PROBLEM DESCRIPTION:
Reproduce, please, only the lines from the first line below to the line containing "an intrinsic's declaration", inclusive.

Stored items from a collection
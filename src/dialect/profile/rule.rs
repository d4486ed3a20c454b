use serde::{Deserialize, Serialize};

/// How a vendor symbol is neutralized.
#[derive(Debug, Clone, Copy, PartialEq, Eq, Hash, Serialize, Deserialize)]
#[serde(rename_all = "kebab-case")]
pub enum RuleKind {
    /// The token is removed: `__irq`, `_at_`, `xdata`
    KeywordElision,

    /// The token and its argument list are removed: `__attribute__((packed))`
    ParameterizedElision,

    /// The token is replaced by an expression, which may take arguments
    ValueMacro,

    /// The symbol is an intrinsic; it is declared with an inert prototype
    PrototypeStub,

    /// The token is replaced by a standard type: `sfr16` to `volatile unsigned short`
    TypeAlias,
}

impl std::fmt::Display for RuleKind {
    fn fmt(&self, f: &mut std::fmt::Formatter<'_>) -> std::fmt::Result {
        let name = match self {
            RuleKind::KeywordElision => "keyword elision",
            RuleKind::ParameterizedElision => "parameterized elision",
            RuleKind::ValueMacro => "value macro",
            RuleKind::PrototypeStub => "prototype stub",
            RuleKind::TypeAlias => "type alias",
        };
        f.write_str(name)
    }
}

/// What replaces a symbol.  Every text field is kept in normal form: runs of
/// whitespace are collapsed to one space and the ends are trimmed, so that
/// two definitions which differ only in layout compare equal.
#[derive(Debug, Clone, PartialEq, Eq)]
pub enum Replacement {
    Nothing,

    /// The parameter names that the elided macro was declared with
    Arguments(Vec<String>),

    /// A replacement body.  If `params` is set, the macro is function-like.
    Expression {
        params: Option<Vec<String>>,
        body: String,
    },

    /// Return type and parameter list of an intrinsic's declaration
    Prototype { returns: String, params: String },

    /// Target type text
    Type(String),
}

/// Maps one vendor symbol onto the standard C that replaces it.
#[derive(Debug, Clone, PartialEq, Eq)]
pub struct SymbolRewriteRule {
    symbol_name: String,
    replacement: Replacement,
}

impl SymbolRewriteRule {
    pub fn new(symbol_name: &str, replacement: Replacement) -> SymbolRewriteRule {
        let replacement = match replacement {
            Replacement::Nothing => Replacement::Nothing,
            Replacement::Arguments(params) => Replacement::Arguments(normalize_params(&params)),
            // An empty body elides, whatever the rule was declared as
            Replacement::Expression { params, body } => match (params, normalize(&body)) {
                (None, body) if body.is_empty() => Replacement::Nothing,
                (Some(params), body) if body.is_empty() => {
                    Replacement::Arguments(normalize_params(&params))
                }
                (params, body) => Replacement::Expression {
                    params: params.map(|p| normalize_params(&p)),
                    body,
                },
            },
            Replacement::Prototype { returns, params } => Replacement::Prototype {
                returns: normalize(&returns),
                params: normalize(&params),
            },
            Replacement::Type(target) => Replacement::Type(normalize(&target)),
        };

        SymbolRewriteRule {
            symbol_name: symbol_name.into(),
            replacement,
        }
    }

    /// `#define NAME`
    pub fn keyword(name: &str) -> SymbolRewriteRule {
        Self::new(name, Replacement::Nothing)
    }

    /// `#define NAME(params)`
    pub fn elide_call(name: &str, params: &[&str]) -> SymbolRewriteRule {
        Self::new(name, Replacement::Arguments(to_strings(params)))
    }

    /// `#define NAME body`
    pub fn value(name: &str, body: &str) -> SymbolRewriteRule {
        Self::new(
            name,
            Replacement::Expression {
                params: None,
                body: body.into(),
            },
        )
    }

    /// `#define NAME(params) body`
    pub fn function_macro(name: &str, params: &[&str], body: &str) -> SymbolRewriteRule {
        Self::new(
            name,
            Replacement::Expression {
                params: Some(to_strings(params)),
                body: body.into(),
            },
        )
    }

    /// `returns NAME(params);`
    pub fn prototype(name: &str, returns: &str, params: &str) -> SymbolRewriteRule {
        Self::new(
            name,
            Replacement::Prototype {
                returns: returns.into(),
                params: params.into(),
            },
        )
    }

    /// `typedef target NAME;`
    pub fn type_alias(name: &str, target: &str) -> SymbolRewriteRule {
        Self::new(name, Replacement::Type(target.into()))
    }

    pub fn symbol_name(&self) -> &str {
        &self.symbol_name
    }

    pub fn replacement(&self) -> &Replacement {
        &self.replacement
    }

    pub fn kind(&self) -> RuleKind {
        match &self.replacement {
            Replacement::Nothing => RuleKind::KeywordElision,
            Replacement::Arguments(_) => RuleKind::ParameterizedElision,
            Replacement::Expression { .. } => RuleKind::ValueMacro,
            Replacement::Prototype { .. } => RuleKind::PrototypeStub,
            Replacement::Type(_) => RuleKind::TypeAlias,
        }
    }

    /// True if uses of the symbol are removed from the text.
    pub fn is_elision(&self) -> bool {
        matches!(
            self.kind(),
            RuleKind::KeywordElision | RuleKind::ParameterizedElision
        )
    }
}

impl std::fmt::Display for SymbolRewriteRule {
    fn fmt(&self, f: &mut std::fmt::Formatter<'_>) -> std::fmt::Result {
        write!(f, "{} ({})", self.symbol_name, self.kind())
    }
}

/// Collapses whitespace runs to a single space and trims both ends.
fn normalize(text: &str) -> String {
    text.split_whitespace().collect::<Vec<_>>().join(" ")
}

fn normalize_params(params: &[String]) -> Vec<String> {
    params.iter().map(|p| normalize(p)).collect()
}

fn to_strings(items: &[&str]) -> Vec<String> {
    items.iter().map(|s| s.to_string()).collect()
}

REPLY:
filename src/dialect/profile/rule.rs
repository d4486ed3a20c454b
use serde::{Deserialize, Serialize};

/// How a vendor symbol is neutralized.
#[derive(Debug, Clone, Copy, PartialEq, Eq, Hash, Serialize, Deserialize)]
#[serde(rename_all = "kebab-case")]
pub enum RuleKind {
    /// The token is removed: `__irq`, `_at_`, `xdata`
    KeywordElision,

    /// The token and its argument list are removed: `__attribute__((packed))`
    ParameterizedElision,

    /// The token is replaced by an expression, which may take arguments
    ValueMacro,

    /// The symbol is an intrinsic; it is declared with an inert prototype
    PrototypeStub,

    /// The token is replaced by a standard type: `sfr16` to `volatile unsigned short`
    TypeAlias,
}

impl std::fmt::Display for RuleKind {
    fn fmt(&self, f: &mut std::fmt::Formatter<'_>) -> std::fmt::Result {
        let name = match self {
            RuleKind::KeywordElision => "keyword elision",
            RuleKind::ParameterizedElision => "parameterized elision",
            RuleKind::ValueMacro => "value macro",
            RuleKind::PrototypeStub => "prototype stub",
            RuleKind::TypeAlias => "type alias",
        };
        f.write_str(name)
    }
}

/// What replaces a symbol.  Every text field is kept in normal form: runs of
/// whitespace are collapsed to one space and the ends are trimmed, so that
/// two definitions which differ only in layout compare equal.
#[derive(Debug, Clone, PartialEq, Eq)]
pub enum Replacement {
    Nothing,

    /// The parameter names that the elided macro was declared with
    Arguments(Vec<String>),

    /// A replacement body.  If `params` is set, the macro is function-like.
    Expression {
        params: Option<Vec<String>>,
        body: String,
    },

    /// Return type and parameter list of an intrinsic's declaration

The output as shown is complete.